Virtualization Technologies

There are numerous implementations of the various architectures described above available today. The following sections describe some of the most common that are of particular interest to our studies.

2.2.1

QEMU — open source processor emulator

QEMU is an open source project which supports both the emulation and full virtualization architectures [11]. QEMU software packages allow users to emulate a number of different platforms and computing architectures on a variety of host platforms. The software is also versatile enough to take advantage of microprocessor extensions and host a full virtualization environment.
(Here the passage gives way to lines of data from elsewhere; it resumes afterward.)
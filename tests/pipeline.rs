mod common;

use std::sync::atomic::AtomicBool;

use anyhow::{Result, anyhow};
use common::{FakeTransport, read_fixture};
use league_standings::fetch::{RetryPolicy, SourceFetcher};
use league_standings::match_detail::MatchDetail;
use league_standings::pipeline::{Crawler, StandingsView, TaskOutput};
use league_standings::store::{
    CrawlRun, SaveSummary, SqliteStore, StandingsStore, count_matches, load_runs, load_standings,
    load_teams,
};
use league_standings::task::SourceConfig;

const PAGE_A: &str = "http://zq.example.com/cn/League/2025/36.html";
const FEED_A: &str = "http://zq.example.com/jsData/matchResult/2025/s36.js";
const PAGE_B: &str = "http://zq.example.com/cn/League/2025/37.html";
const FEED_B: &str = "http://zq.example.com/jsData/matchResult/2025/s37.js";
const PAGE_DOWN: &str = "http://zq.example.com/cn/League/2025/99.html";

fn transport() -> FakeTransport {
    let transport = FakeTransport::default();
    transport
        .respond(PAGE_A, 200, &read_fixture("league_page.html"))
        .respond(FEED_A, 200, &read_fixture("stage_a_feed.js"))
        .respond(
            PAGE_B,
            200,
            r#"<script src="/jsData/matchResult/2025/s37.js?version=b2"></script>"#,
        )
        .respond(FEED_B, 200, &read_fixture("stage_b_feed.js"))
        .respond(PAGE_DOWN, 503, "");
    transport
}

fn crawler(transport: &FakeTransport) -> Crawler<FakeTransport> {
    let fetcher = SourceFetcher::new(transport.clone(), RetryPolicy::new(3, 0.0, 0.0)).with_pause(|_| {});
    Crawler::new(fetcher)
}

fn task(task_id: i64, format: &str, primary: &str, secondary: Option<&str>) -> SourceConfig {
    SourceConfig {
        task_id,
        label: format!("task {task_id}"),
        primary_url: primary.to_string(),
        secondary_url: secondary.map(str::to_string),
        competition_format: format.to_string(),
        division_rule: None,
    }
}

#[test]
fn two_stage_task_merges_feeds() {
    let transport = transport();
    let output = crawler(&transport)
        .run_task(&task(2, "merge", PAGE_A, Some(PAGE_B)))
        .expect("task should run");

    assert_eq!(output.stages.len(), 2);
    assert_eq!(output.skipped_fixtures, 1);
    assert_eq!(output.fixture_count(), 8);
    let StandingsView::Single(series) = &output.standings else {
        panic!("merged output is a single series");
    };
    assert_eq!(series.keys().copied().collect::<Vec<_>>(), [1, 2, 3, 4, 5]);
    assert_eq!(series[&5].aggregate.entries[0].team_name, "Harbor City");

    let urls: Vec<String> = transport.calls().into_iter().map(|(url, _)| url).collect();
    assert_eq!(urls, [PAGE_A, FEED_A, PAGE_B, FEED_B]);
}

#[test]
fn batch_records_failures_and_continues() {
    let dir = tempfile::tempdir().unwrap();
    let mut store = SqliteStore::open(&dir.path().join("standings.sqlite")).unwrap();
    let transport = transport();
    let tasks = vec![
        task(1, "single", PAGE_A, None),
        task(2, "two_stage", PAGE_A, Some(PAGE_B)),
        task(3, "east_west", PAGE_A, None),
        task(4, "knockout", PAGE_A, None),
        task(5, "two_stage", PAGE_A, None),
        task(6, "regular", PAGE_DOWN, None),
    ];

    let cancel = AtomicBool::new(false);
    let mut progress = Vec::new();
    let report = crawler(&transport).run_batch(&tasks, &mut store, &cancel, |p| progress.push(p.current));

    assert_eq!(report.total, 6);
    assert_eq!(report.succeeded, 3);
    assert!(!report.cancelled);
    let failed: Vec<(i64, &str)> = report
        .failures
        .iter()
        .map(|f| (f.task_id, f.error_kind.as_str()))
        .collect();
    assert_eq!(failed, [(4, "unknown_format"), (5, "missing_secondary_url"), (6, "network")]);
    assert_eq!(report.failures[2].primary_url, PAGE_DOWN);
    assert_eq!(progress, [0, 1, 2, 3, 4, 5, 6]);

    let conn = store.conn();
    assert_eq!(count_matches(conn, 1).unwrap(), 4);
    assert_eq!(count_matches(conn, 2).unwrap(), 4, "stage A matches already owned by task 1");
    assert_eq!(load_teams(conn, 2).unwrap().len(), 8);

    let merged = load_standings(conn, 2).unwrap();
    assert_eq!(merged["default"].len(), 5);
    let divisions = load_standings(conn, 3).unwrap();
    assert_eq!(divisions.keys().map(String::as_str).collect::<Vec<_>>(), ["east", "west"]);

    let runs = load_runs(conn, 1).unwrap();
    assert_eq!(runs.len(), 1);
    assert_eq!((runs[0].status.as_str(), runs[0].skipped_fixtures, runs[0].fixtures), ("ok", 1, 4));
    let runs = load_runs(conn, 4).unwrap();
    assert_eq!(runs[0].status, "failed");
    assert_eq!(runs[0].error_kind.as_deref(), Some("unknown_format"));
    assert!(load_standings(conn, 6).unwrap().is_empty());
}

#[test]
fn cancelled_batch_runs_nothing() {
    let dir = tempfile::tempdir().unwrap();
    let mut store = SqliteStore::open(&dir.path().join("standings.sqlite")).unwrap();
    let transport = transport();
    let cancel = AtomicBool::new(true);

    let report = crawler(&transport).run_batch(&[task(1, "single", PAGE_A, None)], &mut store, &cancel, |_| {});
    assert!(report.cancelled);
    assert_eq!(report.succeeded, 0);
    assert!(transport.calls().is_empty());
}

struct FailingStore {
    runs: Vec<CrawlRun>,
}

impl StandingsStore for FailingStore {
    fn save_task(&mut self, _task: &SourceConfig, _output: &TaskOutput) -> Result<SaveSummary> {
        Err(anyhow!("disk full"))
    }

    fn record_run(&mut self, run: &CrawlRun) -> Result<()> {
        self.runs.push(run.clone());
        Ok(())
    }

    fn has_match_detail(&self, _match_id: i64) -> Result<bool> {
        Ok(false)
    }

    fn save_match_detail(&mut self, _detail: &MatchDetail) -> Result<bool> {
        Err(anyhow!("disk full"))
    }
}

#[test]
fn storage_failure_fails_the_task() {
    let transport = transport();
    let mut store = FailingStore { runs: Vec::new() };
    let cancel = AtomicBool::new(false);
    let report = crawler(&transport).run_batch(&[task(1, "single", PAGE_A, None)], &mut store, &cancel, |_| {});

    assert_eq!(report.succeeded, 0);
    assert_eq!(report.failures[0].error_kind, "persistence");
    assert!(report.failures[0].error.contains("disk full"));
    assert_eq!(store.runs.len(), 1);
    assert_eq!(store.runs[0].status, "failed");
}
Many other virtualization projects use portions of this project to support their own architectures, especially in the area of system peripheral and device emulation.

2.2.2

KVM — Kernel-based Virtualization Machine

KVM is an open source project adding virtualization capabilities to the standard Linux kernel [12, 13]. The virtual machine monitor portion amounts to a normal Linux process, very unintrusive to the host system compared to competing virtualization technologies. For instance, Xen [14] requires a specialized host subsystem to provide the virtual machine monitor. This technology is an example of a full virtualization architecture capable of running unmodified software in virtual environments. Recent developments concerning I/O interfaces enable KVM to also host paravirtualized environments. The virtio package [15] provides lightweight drivers shared by both the host and virtual environments. These interfaces eliminate some of the overhead concerned with emulating hardware for the benefit of using standard drivers. Most modern Linux distributions include package level support for KVM.

2.2.3

Direct Device Access

An alternative to paravirtualization that also provides fast I/O interfaces to the guest environment is known as direct device access (otherwise known as PCI passthrough). This technique was adopted early on by Xen [16] and later added to KVM upon the development of IOMMU [17] technologies (Intel’s VT-d [18]). This feature allows the host to give the guest environment exclusive and direct access to system hardware (such 5

as network interfaces, frame buffers, disk drives, etc.) to improve performance. The guest operates at near native speeds for services related to the hardware involved. The obvious drawback is scalability and the fact that the host system (and other guest environments if multiple are resident) lose access to the hardware. Dispite the logistical drawbacks of the configuration, the technology has been shown to perform extremely well [19].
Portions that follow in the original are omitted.